Im Gegensatz zu Ehrenberg, der Infusorien für vollwertige Tiere hielt, die, genau wie größere Tiere, über komplexe innere Organe verfügten, betrachtete Haeckel sie als einzellige Vorfahren komplexerer Lebensformen. Dieses Verständnis baute auf der damals in Deutschland aufkommenden Zelltheorie auf, die Ehrenberg rundheraus ablehnte. Doch während Haeckel versuchte, die Radiolarien (einschließlich C. davisiana) in ein natürliches System einzuordnen, das ihre eigene Evolutionsgeschichte widerspiegelte, gelangte er zu der Überzeugung, dass ihre evolutionären Veränderungen langsam vonstattengingen. Zudem nahm er an, dass Radiolarienarten ein großes Verbreitungsgebiet aufwiesen und im Laufe der geologischen Geschichte des Planeten weitgehend unverändert geblieben waren. In Haeckels detailliertem Bericht zu den Radiolarien, den er im Rahmen der Expedition der HMS Challenger verfasste, wurde diese Annahme bestätigt. Haeckel verbannte die Radiolarien damit unbeabsichtigt beinahe in eine mikropaläontologische Sackgasse, da sich Naturforschende auf andere, als interessanter und nützlicher angesehene Arten konzentrierten. Als die Exemplare der Ehrenberg-Sammlung zunehmend verblichen und in Vergessenheit gerieten, verschwand auch Cycladophora davisiana aus dem Blickfeld. Zumindest bis andere Wege der Nutzung sie fast ein Jahrhundert später wieder zum Vorschein brachten.4


  1. Es gibt mehrere Biografien zu Ehrenberg. Um einen guten Überblick zu erhalten, siehe David M. Williams und Robert Huxley. Christian Gottfried Ehrenberg (1795-1876): The Man and His Legacy. London: Acad. Press, 1998. Die Einleitung ist online verfügbar unter: https://ca1-tls.edcdn.com/Special-Issue-1-Christian-Gottfried-Ehrenberg-1795-1876-The-Man-and-His-Legacy-Small.pdf?mtime=20160715141137 (03.01.2022). Eine deutsche Biografie findet sich online unter: Johannes v. Hanstein. “Ehrenberg, Christian Gottfried”. In Allgemeine Deutsche Biographie 5, 1877: 701-711. https://www.deutsche-biographie.de/pnd118529250.html#adbcontent (03.01.2022).

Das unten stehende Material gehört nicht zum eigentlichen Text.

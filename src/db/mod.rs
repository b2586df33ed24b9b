//! Database module for treestore.
//!
//! Owns the SQLite pool, applies migrations, and hosts the user and
//! credential repositories. The handle moves through `open → ready → closed`:
//! [`Database::open`] returns only after migrations succeed, and
//! [`Database::close`] drains the pool so later calls fail as `Unavailable`.

mod credential;
mod repository;
mod schema;
mod user;

pub use credential::{Credential, CredentialRepository};
pub use repository::UserRepository;
pub use schema::MIGRATIONS;
pub use user::{NewUser, User, UserAccess, UserId};

use std::future::Future;
use std::path::Path;
use std::str::FromStr;
use std::time::Duration;

use sqlx::sqlite::{SqliteConnectOptions, SqliteJournalMode, SqlitePoolOptions};
use sqlx::{Sqlite, SqlitePool, Transaction};
use tracing::{debug, info};

use crate::config::DatabaseConfig;
use crate::{Result, StoreError};

/// Pool type used by every repository.
pub type DbPool = SqlitePool;

/// Run `fut` under a deadline, mapping expiry to [`StoreError::Timeout`].
pub async fn with_deadline<T, F>(deadline: Duration, fut: F) -> Result<T>
where
    F: Future<Output = Result<T>>,
{
    match tokio::time::timeout(deadline, fut).await {
        Ok(result) => result,
        Err(_) => Err(StoreError::Timeout),
    }
}

/// Begin a transaction that holds the write lock from its first statement.
///
/// Transactions that read before they write start here. A deferred SQLite
/// transaction cannot upgrade its read snapshot once another connection has
/// committed, and that failure bypasses the busy timeout.
pub(crate) async fn begin_write(pool: &DbPool) -> Result<Transaction<'static, Sqlite>> {
    Ok(pool.begin_with("BEGIN IMMEDIATE").await?)
}

/// Explicitly owned storage handle.
///
/// Clones share the same pool.
#[derive(Clone)]
pub struct Database {
    pool: DbPool,
}

impl Database {
    /// Open (creating if needed) the database file described by `config`.
    pub async fn open(config: &DatabaseConfig) -> Result<Self> {
        let path = Path::new(&config.path);
        info!("Opening database at {:?}", path);

        if let Some(parent) = path.parent() {
            if !parent.as_os_str().is_empty() && !parent.exists() {
                std::fs::create_dir_all(parent)?;
            }
        }

        let options = SqliteConnectOptions::new()
            .filename(path)
            .create_if_missing(true)
            .foreign_keys(true)
            .journal_mode(SqliteJournalMode::Wal)
            .busy_timeout(Duration::from_millis(config.busy_timeout_ms));

        let pool = SqlitePoolOptions::new()
            .max_connections(config.max_connections)
            .acquire_timeout(config.operation_timeout())
            .connect_with(options)
            .await?;

        Self::ready(pool).await
    }

    /// Open an in-memory database for testing.
    ///
    /// Uses a single connection that is never recycled; the data lives
    /// exactly as long as that connection.
    pub async fn open_in_memory() -> Result<Self> {
        debug!("Opening in-memory database");
        let options = SqliteConnectOptions::from_str("sqlite::memory:")?.foreign_keys(true);

        let pool = SqlitePoolOptions::new()
            .max_connections(1)
            .min_connections(1)
            .idle_timeout(None)
            .max_lifetime(None)
            .connect_with(options)
            .await?;

        Self::ready(pool).await
    }

    async fn ready(pool: DbPool) -> Result<Self> {
        let db = Self { pool };
        db.migrate().await?;
        Ok(db)
    }

    /// Get a reference to the underlying pool.
    pub fn pool(&self) -> &DbPool {
        &self.pool
    }

    /// Begin a new transaction. Dropping it without commit rolls back.
    pub async fn begin(&self) -> Result<Transaction<'static, Sqlite>> {
        Ok(self.pool.begin().await?)
    }

    /// Close the pool. Pending operations finish; new ones fail.
    pub async fn close(&self) {
        info!("Closing database");
        self.pool.close().await;
    }

    /// Whether [`Database::close`] has been called.
    pub fn is_closed(&self) -> bool {
        self.pool.is_closed()
    }

    /// Get the current schema version.
    pub async fn schema_version(&self) -> Result<i64> {
        if !self.table_exists("schema_version").await? {
            return Ok(0);
        }

        let version: i64 =
            sqlx::query_scalar("SELECT COALESCE(MAX(version), 0) FROM schema_version")
                .fetch_one(&self.pool)
                .await?;
        Ok(version)
    }

    /// Apply pending migrations, one transaction per script.
    pub async fn migrate(&self) -> Result<()> {
        sqlx::query(
            "CREATE TABLE IF NOT EXISTS schema_version (
                version     INTEGER PRIMARY KEY,
                applied_at  TEXT NOT NULL DEFAULT (datetime('now'))
            )",
        )
        .execute(&self.pool)
        .await?;

        let current = self.schema_version().await? as usize;
        if current >= MIGRATIONS.len() {
            debug!("Database is up to date (version {})", current);
            return Ok(());
        }

        info!(
            "Migrating database from version {} to {}",
            current,
            MIGRATIONS.len()
        );

        for (i, migration) in MIGRATIONS.iter().enumerate().skip(current) {
            let version = (i + 1) as i64;
            let mut tx = begin_write(&self.pool).await?;
            sqlx::raw_sql(migration).execute(&mut *tx).await?;
            sqlx::query("INSERT INTO schema_version (version) VALUES (?)")
                .bind(version)
                .execute(&mut *tx)
                .await?;
            tx.commit().await?;
            debug!("Migration v{} applied", version);
        }

        Ok(())
    }

    /// Check if a table exists.
    pub async fn table_exists(&self, table_name: &str) -> Result<bool> {
        let exists: bool = sqlx::query_scalar(
            "SELECT EXISTS(SELECT 1 FROM sqlite_master WHERE type = 'table' AND name = ?)",
        )
        .bind(table_name)
        .fetch_one(&self.pool)
        .await?;
        Ok(exists)
    }
}

impl std::fmt::Debug for Database {
    fn fmt(&self, f: &mut std::fmt::Formatter<'_>) -> std::fmt::Result {
        f.debug_struct("Database")
            .field("closed", &self.is_closed())
            .finish()
    }
}

#[cfg(test)]
mod tests {
    use super::*;

    #[tokio::test]
    async fn test_open_in_memory() {
        let db = Database::open_in_memory().await.unwrap();
        assert_eq!(db.schema_version().await.unwrap() as usize, MIGRATIONS.len());
    }

    #[tokio::test]
    async fn test_tables_exist() {
        let db = Database::open_in_memory().await.unwrap();

        for table in ["users", "credentials", "folders", "files", "schema_version"] {
            assert!(db.table_exists(table).await.unwrap(), "missing {table}");
        }
        assert!(!db.table_exists("nonexistent").await.unwrap());
    }

    #[tokio::test]
    async fn test_migrate_is_idempotent() {
        let db = Database::open_in_memory().await.unwrap();
        db.migrate().await.unwrap();
        assert_eq!(db.schema_version().await.unwrap() as usize, MIGRATIONS.len());
    }

    #[tokio::test]
    async fn test_foreign_keys_enabled() {
        let db = Database::open_in_memory().await.unwrap();
        let enabled: i64 = sqlx::query_scalar("PRAGMA foreign_keys")
            .fetch_one(db.pool())
            .await
            .unwrap();
        assert_eq!(enabled, 1);
    }

    #[tokio::test]
    async fn test_transaction_rollback_on_drop() {
        let db = Database::open_in_memory().await.unwrap();

        {
            let mut tx = db.begin().await.unwrap();
            sqlx::query("INSERT INTO users (username, password_hash) VALUES (?, ?)")
                .bind("ghost")
                .bind("hash")
                .execute(&mut *tx)
                .await
                .unwrap();
        }

        let count: i64 = sqlx::query_scalar("SELECT COUNT(*) FROM users")
            .fetch_one(db.pool())
            .await
            .unwrap();
        assert_eq!(count, 0);
    }

    #[tokio::test]
    async fn test_closed_database_is_unavailable() {
        let db = Database::open_in_memory().await.unwrap();
        db.close().await;

        assert!(db.is_closed());
        let err = db.table_exists("users").await.unwrap_err();
        assert!(matches!(err, StoreError::Unavailable(_)));
    }

    #[tokio::test]
    async fn test_with_deadline_times_out() {
        let result: Result<()> = with_deadline(Duration::from_millis(10), async {
            tokio::time::sleep(Duration::from_secs(5)).await;
            Ok(())
        })
        .await;
        assert!(matches!(result, Err(StoreError::Timeout)));
    }

    #[tokio::test]
    async fn test_with_deadline_passes_result_through() {
        let result = with_deadline(Duration::from_secs(1), async { Ok(7) }).await;
        assert_eq!(result.unwrap(), 7);
    }
}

  2. Die Präparation war erfolgreich, denn das Originalexemplar von C. davisiana befindet sich noch heute neben vielen anderen mit Kanadabalsam überzogenen Präparaten auf Glimmerplättchen in der Ehrenberg-Sammlung des Museums für Naturkunde Berlin.

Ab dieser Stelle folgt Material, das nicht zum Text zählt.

//! Path resolution from a user's root down to a folder.

use std::collections::HashSet;

use sqlx::{Executor, Sqlite};
use tracing::{debug, warn};

use super::folder::{Folder, FolderId};
use super::MAX_PATH_DEPTH;
use crate::db::{DbPool, UserId};
use crate::{Result, StoreError};

/// Fetch `folder_id` and its ancestors, root first.
///
/// The walk follows `parent_id` upward, only through folders owned by
/// `user_id`, and stops after `MAX_PATH_DEPTH` steps so a corrupted
/// parent chain still terminates. An empty result means the folder does
/// not exist for this user. The chain is returned unchecked.
pub(crate) async fn ancestors<'e, E>(
    executor: E,
    user_id: UserId,
    folder_id: FolderId,
) -> Result<Vec<Folder>>
where
    E: Executor<'e, Database = Sqlite>,
{
    let chain = sqlx::query_as::<_, Folder>(
        "WITH RECURSIVE chain(id, user_id, parent_id, name, created_at, depth) AS (
             SELECT id, user_id, parent_id, name, created_at, 0
             FROM folders WHERE id = ? AND user_id = ?
             UNION ALL
             SELECT f.id, f.user_id, f.parent_id, f.name, f.created_at, c.depth + 1
             FROM folders f JOIN chain c ON f.id = c.parent_id
             WHERE f.user_id = ? AND c.depth < ?
         )
         SELECT id, user_id, parent_id, name, created_at FROM chain ORDER BY depth DESC",
    )
    .bind(folder_id)
    .bind(user_id)
    .bind(user_id)
    .bind(MAX_PATH_DEPTH as i64)
    .fetch_all(executor)
    .await?;
    Ok(chain)
}

/// Check that a root-first chain is a well-formed path.
fn verify_chain(chain: &[Folder]) -> Result<()> {
    let mut seen = HashSet::with_capacity(chain.len());
    if chain.iter().any(|f| !seen.insert(f.id)) {
        return Err(StoreError::InvalidState(
            "cycle detected in folder tree".to_string(),
        ));
    }

    match chain.first() {
        Some(top) if top.is_root() => {}
        Some(top) => {
            return Err(StoreError::InvalidState(format!(
                "folder {} does not lead back to a root",
                top.id
            )))
        }
        None => return Err(StoreError::NotFound("folder")),
    }

    let linked = chain
        .windows(2)
        .all(|pair| pair[1].parent_id == Some(pair[0].id));
    if !linked {
        return Err(StoreError::InvalidState(
            "folder chain is not contiguous".to_string(),
        ));
    }
    Ok(())
}

/// Resolves breadcrumb paths within one user's tree.
pub struct PathResolver<'a> {
    pool: &'a DbPool,
}

impl<'a> PathResolver<'a> {
    /// Create a new PathResolver with the given database pool reference.
    pub fn new(pool: &'a DbPool) -> Self {
        Self { pool }
    }

    /// Folders from the root down to `folder_id`, inclusive.
    pub async fn breadcrumbs(&self, user_id: UserId, folder_id: FolderId) -> Result<Vec<Folder>> {
        let chain = ancestors(self.pool, user_id, folder_id).await?;
        if let Err(e) = verify_chain(&chain) {
            if !e.is_not_found() {
                warn!(user_id, folder_id, error = %e, "Corrupt folder chain");
            }
            return Err(e);
        }
        Ok(chain)
    }

    /// Slash-joined folder names from the root to `folder_id`, e.g. `root/docs/2024`.
    pub async fn resolve_path(&self, user_id: UserId, folder_id: FolderId) -> Result<String> {
        let chain = self.breadcrumbs(user_id, folder_id).await?;
        let path = chain
            .iter()
            .map(|f| f.name.as_str())
            .collect::<Vec<_>>()
            .join("/");
        debug!(user_id, folder_id, path = %path, "Resolved folder path");
        Ok(path)
    }
}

  3. Der in Haeckels 1904 erschienenem Buch Kunstformen der Natur ersichtliche ästhetische Wert seiner Illustrationen setzte die von Goethe begonnene Tradition fort, das Wissen über die Natur und ihre Ästhetik zusammenzuführen. Siehe auch Robert J. Richards. The Tragic Sense of Life: Ernst Haeckel and the Struggle over Evolutionary Thought. Chicago und London: University of Chicago Press, 2009.

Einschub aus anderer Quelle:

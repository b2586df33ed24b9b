//! Access credential repository.
//!
//! A credential is an opaque bearer token bound to exactly one user. It is
//! written in the same transaction as its user (see
//! [`UserRepository::create_with_credential`](super::UserRepository::create_with_credential)),
//! so this repository only reads.

use chrono::{DateTime, Utc};

use super::{DbPool, UserId};
use crate::{Result, StoreError};

/// Credential entity.
#[derive(Debug, Clone, sqlx::FromRow)]
pub struct Credential {
    /// Credential ID.
    pub id: i64,
    /// Owning user.
    pub user_id: UserId,
    /// Token string.
    pub token: String,
    /// Issue timestamp.
    pub created_at: DateTime<Utc>,
}

/// Repository for credential lookups.
pub struct CredentialRepository<'a> {
    pool: &'a DbPool,
}

impl<'a> CredentialRepository<'a> {
    /// Create a new repository instance.
    pub fn new(pool: &'a DbPool) -> Self {
        Self { pool }
    }

    /// Find the credential with the given token.
    pub async fn get_by_token(&self, token: &str) -> Result<Credential> {
        sqlx::query_as::<_, Credential>(
            "SELECT id, user_id, token, created_at FROM credentials WHERE token = ?",
        )
        .bind(token)
        .fetch_optional(self.pool)
        .await?
        .ok_or(StoreError::NotFound("credential"))
    }

    /// Find the live credential of a user.
    pub async fn get_by_user(&self, user_id: UserId) -> Result<Credential> {
        sqlx::query_as::<_, Credential>(
            "SELECT id, user_id, token, created_at FROM credentials WHERE user_id = ?",
        )
        .bind(user_id)
        .fetch_optional(self.pool)
        .await?
        .ok_or(StoreError::NotFound("credential"))
    }
}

  4. Zur Geschichte dieser Sammlung und ihrer Kuratierung, siehe David Lazarus. “The Ehrenberg Collection and its Curation”. In Christian Gottfried Ehrenberg (1795-1876): The Man and His Legacy. D.M. Williams und R. Huxley (Hg.). London: Acad. Press, 1998: 31-48. Zu den Auswirkungen dieser frühen Phase der mikropaläontologischen Taxonomie, siehe Lazarus, David. “The Legacy of Early Radiolarian Taxonomists, with a Focus on the Species Published by Early German Workers”. Journal of Micropalaeontology 33 (2014): 3-19.